### WORK ITEM
Scan the entries below and tally the lines that include "push". Return nothing but the tally.

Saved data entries

-----

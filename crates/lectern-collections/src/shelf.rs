use std::{collections::HashMap, path::PathBuf, sync::Arc};

use anyhow::{bail, Result};
use chrono::{DateTime, Utc};
use lectern_core::storage::DocumentStore;
use serde::{Deserialize, Serialize};
use serde_json::json;
use tracing::instrument;

/// One book on a user's shelf.
#[derive(Debug, Clone, Serialize, Deserialize, PartialEq, Eq)]
#[serde(rename_all = "camelCase")]
pub struct ShelfEntry {
    pub book_id: String,
    pub title: String,
    pub authors: Vec<String>,
    pub thumbnail: Option<String>,
    pub pages: u32,
    /// 0 means unrated; set through `rate`, which enforces 1..=5.
    pub rating: u8,
    pub tags: Vec<String>,
    pub review: String,
    pub finished_at: Option<DateTime<Utc>>,
}

/// Catalog data for a book being added; shelf-local fields start empty.
#[derive(Debug, Clone)]
pub struct NewShelfBook {
    pub book_id: String,
    pub title: String,
    pub authors: Vec<String>,
    pub thumbnail: Option<String>,
    pub pages: u32,
}

type ShelfDocument = HashMap<String, Vec<ShelfEntry>>;

/// Accessor for personal shelves: `shelf.json` is a map keyed by user id,
/// each value the user's list of books.
pub struct Shelf<S> {
    store: Arc<S>,
    path: PathBuf,
}

impl<S: DocumentStore> Shelf<S> {
    pub fn new(store: Arc<S>, path: impl Into<PathBuf>) -> Self {
        Self {
            store,
            path: path.into(),
        }
    }

    async fn load(&self) -> Result<ShelfDocument> {
        let document = self.store.read(&self.path, json!({})).await?;
        Ok(serde_json::from_value(document)?)
    }

    async fn save(&self, shelf: &ShelfDocument) -> Result<()> {
        self.store
            .write(&self.path, &serde_json::to_value(shelf)?)
            .await?;
        Ok(())
    }

    /// A user's books, optionally narrowed to one tag.
    pub async fn books_for(&self, user_id: &str, tag: Option<&str>) -> Result<Vec<ShelfEntry>> {
        let mut books = self.load().await?.remove(user_id).unwrap_or_default();
        if let Some(tag) = tag {
            books.retain(|entry| entry.tags.iter().any(|candidate| candidate == tag));
        }
        Ok(books)
    }

    /// Add a book to a user's shelf; a book can only be shelved once.
    #[instrument(skip(self, book))]
    pub async fn add(&self, user_id: &str, book: NewShelfBook) -> Result<ShelfEntry> {
        let _guard = self.store.begin(&self.path).await?;
        let mut shelf = self.load().await?;
        let books = shelf.entry(user_id.to_string()).or_default();

        if books.iter().any(|entry| entry.book_id == book.book_id) {
            bail!("book {} is already on the shelf", book.book_id);
        }

        let entry = ShelfEntry {
            book_id: book.book_id,
            title: book.title,
            authors: book.authors,
            thumbnail: book.thumbnail,
            pages: book.pages,
            rating: 0,
            tags: Vec::new(),
            review: String::new(),
            finished_at: None,
        };
        books.push(entry.clone());

        self.save(&shelf).await?;
        Ok(entry)
    }

    #[instrument(skip(self))]
    pub async fn rate(&self, user_id: &str, book_id: &str, rating: u8) -> Result<()> {
        if !(1..=5).contains(&rating) {
            bail!("rating must be between 1 and 5");
        }
        self.mutate_entry(user_id, book_id, |entry| entry.rating = rating)
            .await
    }

    #[instrument(skip(self, review))]
    pub async fn set_review(&self, user_id: &str, book_id: &str, review: &str) -> Result<()> {
        let review = review.to_string();
        self.mutate_entry(user_id, book_id, move |entry| entry.review = review)
            .await
    }

    #[instrument(skip(self))]
    pub async fn tag(&self, user_id: &str, book_id: &str, tag: &str) -> Result<()> {
        let tag = tag.trim().to_string();
        if tag.is_empty() {
            bail!("tag cannot be blank");
        }
        self.mutate_entry(user_id, book_id, move |entry| {
            if !entry.tags.contains(&tag) {
                entry.tags.push(tag);
            }
        })
        .await
    }

    #[instrument(skip(self))]
    pub async fn mark_finished(&self, user_id: &str, book_id: &str) -> Result<()> {
        self.mutate_entry(user_id, book_id, |entry| entry.finished_at = Some(Utc::now()))
            .await
    }

    /// Take a book off the shelf.
    #[instrument(skip(self))]
    pub async fn remove(&self, user_id: &str, book_id: &str) -> Result<()> {
        let _guard = self.store.begin(&self.path).await?;
        let mut shelf = self.load().await?;

        let Some(books) = shelf.get_mut(user_id) else {
            bail!("book {book_id} is not on the shelf");
        };
        let before = books.len();
        books.retain(|entry| entry.book_id != book_id);
        if books.len() == before {
            bail!("book {book_id} is not on the shelf");
        }

        self.save(&shelf).await
    }

    async fn mutate_entry<F>(&self, user_id: &str, book_id: &str, apply: F) -> Result<()>
    where
        F: FnOnce(&mut ShelfEntry) + Send,
    {
        let _guard = self.store.begin(&self.path).await?;
        let mut shelf = self.load().await?;

        let Some(entry) = shelf
            .get_mut(user_id)
            .and_then(|books| books.iter_mut().find(|entry| entry.book_id == book_id))
        else {
            bail!("book {book_id} is not on the shelf");
        };
        apply(entry);

        self.save(&shelf).await
    }
}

-----

### YOUR SOLUTION
2